TASK TO CARRY OUT: Please give back word for word the lines of the material below between the line containing "pub fn at(&self, hhmm: &str)" and the line containing "let now = t.at(7, 30).unwrap();", inclusive.

GIVEN RECORDS:

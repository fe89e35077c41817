//! Subcommands and the state file they share.
//!
//! Every command loads the planner state from a JSON snapshot, runs one
//! operation and writes the snapshot back if it changed anything.

pub mod backfill;
pub mod block;
pub mod chain;
pub mod config;
pub mod day;
pub mod gap;
pub mod pillar;
pub mod suggest;

use std::error::Error;
use std::path::PathBuf;

use chrono::{DateTime, Duration, NaiveDate, Utc};
use clap::Args;
use dayflow_core::storage::{data_dir, parse_hhmm};
use dayflow_core::{Config, DayPlanner, PlannerSnapshot};

pub type CliResult<T = ()> = Result<T, Box<dyn Error>>;

#[derive(Args)]
pub struct GlobalOpts {
    /// Planner state file (default: <data dir>/planner.json)
    #[arg(long, global = true)]
    pub state: Option<PathBuf>,

    /// Day to operate on (YYYY-MM-DD); becomes the current day
    #[arg(long, global = true)]
    pub date: Option<NaiveDate>,

    /// Override the current instant (RFC 3339)
    #[arg(long, global = true)]
    pub now: Option<DateTime<Utc>>,

    /// Print JSON instead of text
    #[arg(long, global = true)]
    pub json: bool,
}

/// A loaded planner plus where to write it back.
pub struct Session {
    pub planner: DayPlanner,
    pub now: DateTime<Utc>,
    pub json: bool,
    path: PathBuf,
}

impl Session {
    pub fn open(opts: &GlobalOpts) -> CliResult<Self> {
        let config = Config::load_or_default();
        let path = match &opts.state {
            Some(path) => path.clone(),
            None => data_dir()?.join("planner.json"),
        };
        let now = opts.now.unwrap_or_else(Utc::now);
        let local_today =
            (now + Duration::minutes(i64::from(config.day.utc_offset_minutes))).date_naive();

        let snapshot = match std::fs::read_to_string(&path) {
            Ok(content) => serde_json::from_str::<PlannerSnapshot>(&content)?,
            Err(e) if e.kind() == std::io::ErrorKind::NotFound => {
                tracing::debug!(path = %path.display(), "no state file, starting empty");
                PlannerSnapshot::empty(local_today)
            }
            Err(e) => return Err(e.into()),
        };

        let mut planner = DayPlanner::from_snapshot(config, snapshot);
        if let Some(date) = opts.date {
            planner.switch_day(date);
        }

        Ok(Self {
            planner,
            now,
            json: opts.json,
            path,
        })
    }

    pub fn save(&self) -> CliResult {
        if let Some(parent) = self.path.parent() {
            std::fs::create_dir_all(parent)?;
        }
        let json = serde_json::to_string_pretty(&self.planner.snapshot())?;
        std::fs::write(&self.path, json)?;
        Ok(())
    }

    /// `HH:MM` on the current day.
    pub fn at(&self, hhmm: &str) -> CliResult<DateTime<Utc>> {
        let time = parse_hhmm(hhmm).ok_or_else(|| format!("invalid time '{hhmm}', expected HH:MM"))?;
        Ok(self.planner.today().local_datetime(time))
    }

    /// Local `HH:MM` of an instant on the current day.
    pub fn clock(&self, instant: DateTime<Utc>) -> String {
        self.planner
            .today()
            .local_time_of(instant)
            .format("%H:%M")
            .to_string()
    }
}

/// Duration for a minutes argument, refusing counts chrono cannot hold.
pub fn minutes(count: i64) -> Result<Duration, String> {
    Duration::try_minutes(count).ok_or_else(|| format!("{count} minutes is out of range"))
}

pub fn print_json<T: serde::Serialize>(value: &T) -> CliResult {
    println!("{}", serde_json::to_string_pretty(value)?);
    Ok(())
}
#[cfg(test)]
mod tests {
    use super::*;
    use chrono::{Duration, NaiveDate};

    fn day() -> DayTimeline {
        DayTimeline::new(NaiveDate::from_ymd_opt(2026, 3, 4).unwrap())
    }

    fn morning(t: &DayTimeline) -> DateTime<Utc> {
        t.at(8, 0).unwrap()
    }

    fn event(confidence: f64, text: &str) -> ResolveRequest {
        ResolveRequest::new(ActionType::CreateEvent, confidence, text)
            .with_suggestion(Suggestion::new("Dentist", Duration::minutes(60), confidence))
    }

    #[test]
    fn high_confidence_event_with_time_applies_directly() {
        let mut t = day();
        let mut library = Library::new();
        let mut resolver = SuggestionResolver::new();
        let now = morning(&t);

        let decision = resolver.resolve(event(0.75, "Dentist at 3pm"), now, &mut t, &mut library);
        let Decision::ApplyDirectly { mutation } = decision else {
            panic!("expected direct application");
        };
        let block = &mutation.blocks()[0];
        assert_eq!(block.start_time, t.at(15, 0).unwrap());
        assert_eq!(block.state, GlassState::Crystal);
        assert_eq!(t.len(), 1);
    }

    #[test]
    fn event_without_time_takes_first_free_slot() {
        let mut t = day();
        t.apply(TimelineCommand::Add(
            TimeBlock::try_new("busy", t.at(8, 0).unwrap(), Duration::hours(2)).unwrap(),
        ))
        .unwrap();
        let mut resolver = SuggestionResolver::new();
        let now = t.at(7, 30).unwrap();

        let decision = resolver.resolve(event(0.95, "dentist"), now, &mut t, &mut Library::new());
        let Decision::ApplyDirectly { mutation } = decision else {
            panic!("expected direct application");
        };
        assert_eq!(mutation.blocks()[0].start_time, t.at(10, 0).unwrap());
    }

    #[test]
    fn medium_event_is_staged_then_accepted_as_mist() {
        let mut t = day();
        let mut library = Library::new();
        let mut resolver = SuggestionResolver::new();
        let now = morning(&t);

        let decision = resolver.resolve(event(0.55, "dentist sometime"), now, &mut t, &mut library);
        let Decision::StageForApproval { staged } = decision else {
            panic!("expected staging");
        };
        assert_eq!(staged.reason, StageReason::MediumConfidence);
        assert!(t.is_empty());
        assert_eq!(resolver.pending().len(), 1);

        let mutation = resolver.accept(&staged.id, now, &mut t, &mut library).unwrap();
        assert_eq!(mutation.blocks()[0].state, GlassState::Mist);
        assert!(resolver.pending().is_empty());
        assert_eq!(t.len(), 1);
    }

    #[test]
    fn intent_signals_promote_medium_event() {
        let mut t = day();
        let mut resolver = SuggestionResolver::new();
        let request = event(0.6, "Please schedule the dentist at 3pm");
        assert!(resolver.score(&request) >= 0.7);
        let decision = resolver.resolve(request, morning(&t), &mut t, &mut Library::new());
        assert_eq!(decision.label(), "apply_directly");
    }

    #[test]
    fn direct_failure_downgrades_to_stage() {
        let mut t = day();
        t.apply(TimelineCommand::Add(
            TimeBlock::try_new("busy", t.at(15, 0).unwrap(), Duration::hours(1)).unwrap(),
        ))
        .unwrap();
        let mut resolver = SuggestionResolver::new();

        let decision = resolver.resolve(event(0.9, "Dentist at 3pm"), morning(&t), &mut t, &mut Library::new());
        let Decision::StageForApproval { staged } = decision else {
            panic!("expected downgrade to staging");
        };
        assert!(matches!(staged.reason, StageReason::NoRoom(ref msg) if msg.starts_with("No room found")));
        assert_eq!(t.len(), 1);
    }

    #[test]
    fn missing_duration_is_taken_from_request_text() {
        let mut t = day();
        let request = ResolveRequest::new(ActionType::CreateEvent, 0.95, "lunch at noon for 45 minutes")
            .with_suggestion(Suggestion::new("Lunch", Duration::zero(), 0.95));
        let decision = SuggestionResolver::new().resolve(request, morning(&t), &mut t, &mut Library::new());
        let Decision::ApplyDirectly { mutation } = decision else {
            panic!("expected direct application");
        };
        assert_eq!(mutation.blocks()[0].start_time, t.at(12, 0).unwrap());
        assert_eq!(mutation.blocks()[0].duration(), Duration::minutes(45));
    }

    #[test]
    fn invalid_suggestion_at_high_confidence_asks_instead_of_staging() {
        let mut t = day();
        let mut resolver = SuggestionResolver::new();
        let request = ResolveRequest::new(ActionType::CreateEvent, 0.95, "lunch")
            .with_suggestion(Suggestion::new("Lunch", Duration::zero(), 0.95));

        let decision = resolver.resolve(request, morning(&t), &mut t, &mut Library::new());
        let Decision::AskClarification { prompt } = decision else {
            panic!("expected a clarification");
        };
        assert!(prompt.partial.is_empty());
        assert!(resolver.pending().is_empty());
        assert!(t.is_empty());
    }

    #[test]
    fn events_outside_the_day_are_never_applied() {
        let mut t = day();
        let mut resolver = SuggestionResolver::new();
        let tomorrow = t.at(10, 0).unwrap() + Duration::days(1);
        let request = ResolveRequest::new(ActionType::CreateEvent, 0.95, "dentist and a late movie")
            .with_suggestion(Suggestion::new("Dentist", Duration::minutes(60), 0.95).with_start(tomorrow))
            .with_suggestion(
                Suggestion::new("Movie", Duration::minutes(120), 0.95).with_start(t.at(23, 0).unwrap()),
            );

        let decision = resolver.resolve(request, morning(&t), &mut t, &mut Library::new());
        assert_ne!(decision.label(), "apply_directly");
        assert!(t.is_empty());
        assert!(t.blocks().iter().all(|b| t.contains_range(b.start_time, b.end_time())));
    }

    #[test]
    fn failed_accept_keeps_suggestion_pending() {
        let mut t = day();
        let mut library = Library::new();
        let mut resolver = SuggestionResolver::new();
        let now = morning(&t);

        let decision = resolver.resolve(event(0.6, "dentist at 3pm maybe"), now, &mut t, &mut library);
        let Decision::StageForApproval { staged } = decision else {
            panic!("expected staging");
        };
        t.apply(TimelineCommand::Add(
            TimeBlock::try_new("busy", t.at(15, 0).unwrap(), Duration::hours(1)).unwrap(),
        ))
        .unwrap();

        assert!(resolver.accept(&staged.id, now, &mut t, &mut library).is_err());
        assert_eq!(resolver.pending().len(), 1);
        assert!(resolver.reject(&staged.id).is_ok());
        assert!(resolver.pending().is_empty());
        assert!(matches!(
            resolver.reject(&staged.id),
            Err(CoreError::NotFound { .. })
        ));
    }

    #[test]
    fn medium_pillar_asks_for_detail_and_creates_nothing() {
        let mut t = day();
        let mut library = Library::new();
        let mut resolver = SuggestionResolver::new();
        let request = ResolveRequest::new(ActionType::CreatePillar, 0.65, "exercise 3 times a week")
            .with_suggestion(Suggestion::new("Exercise", Duration::minutes(45), 0.65));

        let decision = resolver.resolve(request, morning(&t), &mut t, &mut library);
        let Decision::AskClarification { prompt } = decision else {
            panic!("expected clarification");
        };
        assert!(prompt.message.contains("need more detail"));
        assert_eq!(prompt.partial.len(), 1);
        assert!(library.pillars.is_empty());
        assert!(resolver.pending().is_empty());
    }

    #[test]
    fn confident_pillar_is_created_with_parsed_cadence() {
        let mut t = day();
        let mut library = Library::new();
        let request = ResolveRequest::new(ActionType::CreatePillar, 0.9, "exercise 3 times a week")
            .with_suggestion(Suggestion::new("Exercise", Duration::minutes(45), 0.9));

        let decision = SuggestionResolver::new().resolve(request, morning(&t), &mut t, &mut library);
        assert_eq!(decision.label(), "apply_directly");
        assert_eq!(library.pillars[0].cadence, Cadence::Weekly(3));
        assert_eq!(library.pillars[0].min_duration_minutes, 45);
        assert!(t.is_empty());
    }

    #[test]
    fn goal_uses_raw_confidence() {
        let mut t = day();
        let mut library = Library::new();
        let request = ResolveRequest::new(ActionType::CreateGoal, 0.75, "schedule a marathon at 9am, urgent")
            .with_title("Run a marathon");
        let decision = SuggestionResolver::new().resolve(request, morning(&t), &mut t, &mut library);
        // intent words do not lift goal creation past 0.8
        let Decision::AskClarification { prompt } = decision else {
            panic!("expected clarification");
        };
        assert!(prompt.message.contains("Run a marathon"));
        assert!(library.goals.is_empty());
    }

    #[test]
    fn chain_applies_through_placer() {
        let mut t = day();
        let mut library = Library::new();
        let request = ResolveRequest::new(ActionType::CreateChain, 0.8, "morning at 7am")
            .with_title("Morning")
            .with_suggestion(Suggestion::new("Stretch", Duration::minutes(15), 0.8))
            .with_suggestion(Suggestion::new("Journal", Duration::minutes(20), 0.8));

        let decision = SuggestionResolver::new().resolve(request, morning(&t), &mut t, &mut library);
        let Decision::ApplyDirectly { mutation } = decision else {
            panic!("expected direct application");
        };
        let blocks = mutation.blocks();
        assert_eq!(blocks[0].start_time, t.at(7, 0).unwrap());
        assert_eq!(blocks[1].start_time, t.at(7, 20).unwrap());
        assert_eq!(library.chains[0].completion_count, 1);
        assert_eq!(blocks[0].chain_id.as_deref(), Some(library.chains[0].id.as_str()));
    }

    #[test]
    fn low_confidence_chain_asks_without_partial() {
        let mut t = day();
        let request = ResolveRequest::new(ActionType::CreateChain, 0.3, "something")
            .with_suggestion(Suggestion::new("Step", Duration::minutes(15), 0.3));
        let decision = SuggestionResolver::new().resolve(request, morning(&t), &mut t, &mut Library::new());
        let Decision::AskClarification { prompt } = decision else {
            panic!("expected clarification");
        };
        assert!(prompt.partial.is_empty());
    }
}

SOLUTION TO THE EXERCISE:
    pub fn at(&self, hhmm: &str) -> CliResult<DateTime<Utc>> {
        let time = parse_hhmm(hhmm).ok_or_else(|| format!("invalid time '{hhmm}', expected HH:MM"))?;
        Ok(self.planner.today().local_datetime(time))
    }

    /// Local `HH:MM` of an instant on the current day.
    pub fn clock(&self, instant: DateTime<Utc>) -> String {
        self.planner
            .today()
            .local_time_of(instant)
            .format("%H:%M")
            .to_string()
    }
}

/// Duration for a minutes argument, refusing counts chrono cannot hold.
pub fn minutes(count: i64) -> Result<Duration, String> {
    Duration::try_minutes(count).ok_or_else(|| format!("{count} minutes is out of range"))
}

pub fn print_json<T: serde::Serialize>(value: &T) -> CliResult {
    println!("{}", serde_json::to_string_pretty(value)?);
    Ok(())
}
#[cfg(test)]
mod tests {
    use super::*;
    use chrono::{Duration, NaiveDate};

    fn day() -> DayTimeline {
        DayTimeline::new(NaiveDate::from_ymd_opt(2026, 3, 4).unwrap())
    }

    fn morning(t: &DayTimeline) -> DateTime<Utc> {
        t.at(8, 0).unwrap()
    }

    fn event(confidence: f64, text: &str) -> ResolveRequest {
        ResolveRequest::new(ActionType::CreateEvent, confidence, text)
            .with_suggestion(Suggestion::new("Dentist", Duration::minutes(60), confidence))
    }

    #[test]
    fn high_confidence_event_with_time_applies_directly() {
        let mut t = day();
        let mut library = Library::new();
        let mut resolver = SuggestionResolver::new();
        let now = morning(&t);

        let decision = resolver.resolve(event(0.75, "Dentist at 3pm"), now, &mut t, &mut library);
        let Decision::ApplyDirectly { mutation } = decision else {
            panic!("expected direct application");
        };
        let block = &mutation.blocks()[0];
        assert_eq!(block.start_time, t.at(15, 0).unwrap());
        assert_eq!(block.state, GlassState::Crystal);
        assert_eq!(t.len(), 1);
    }

    #[test]
    fn event_without_time_takes_first_free_slot() {
        let mut t = day();
        t.apply(TimelineCommand::Add(
            TimeBlock::try_new("busy", t.at(8, 0).unwrap(), Duration::hours(2)).unwrap(),
        ))
        .unwrap();
        let mut resolver = SuggestionResolver::new();
        let now = t.at(7, 30).unwrap();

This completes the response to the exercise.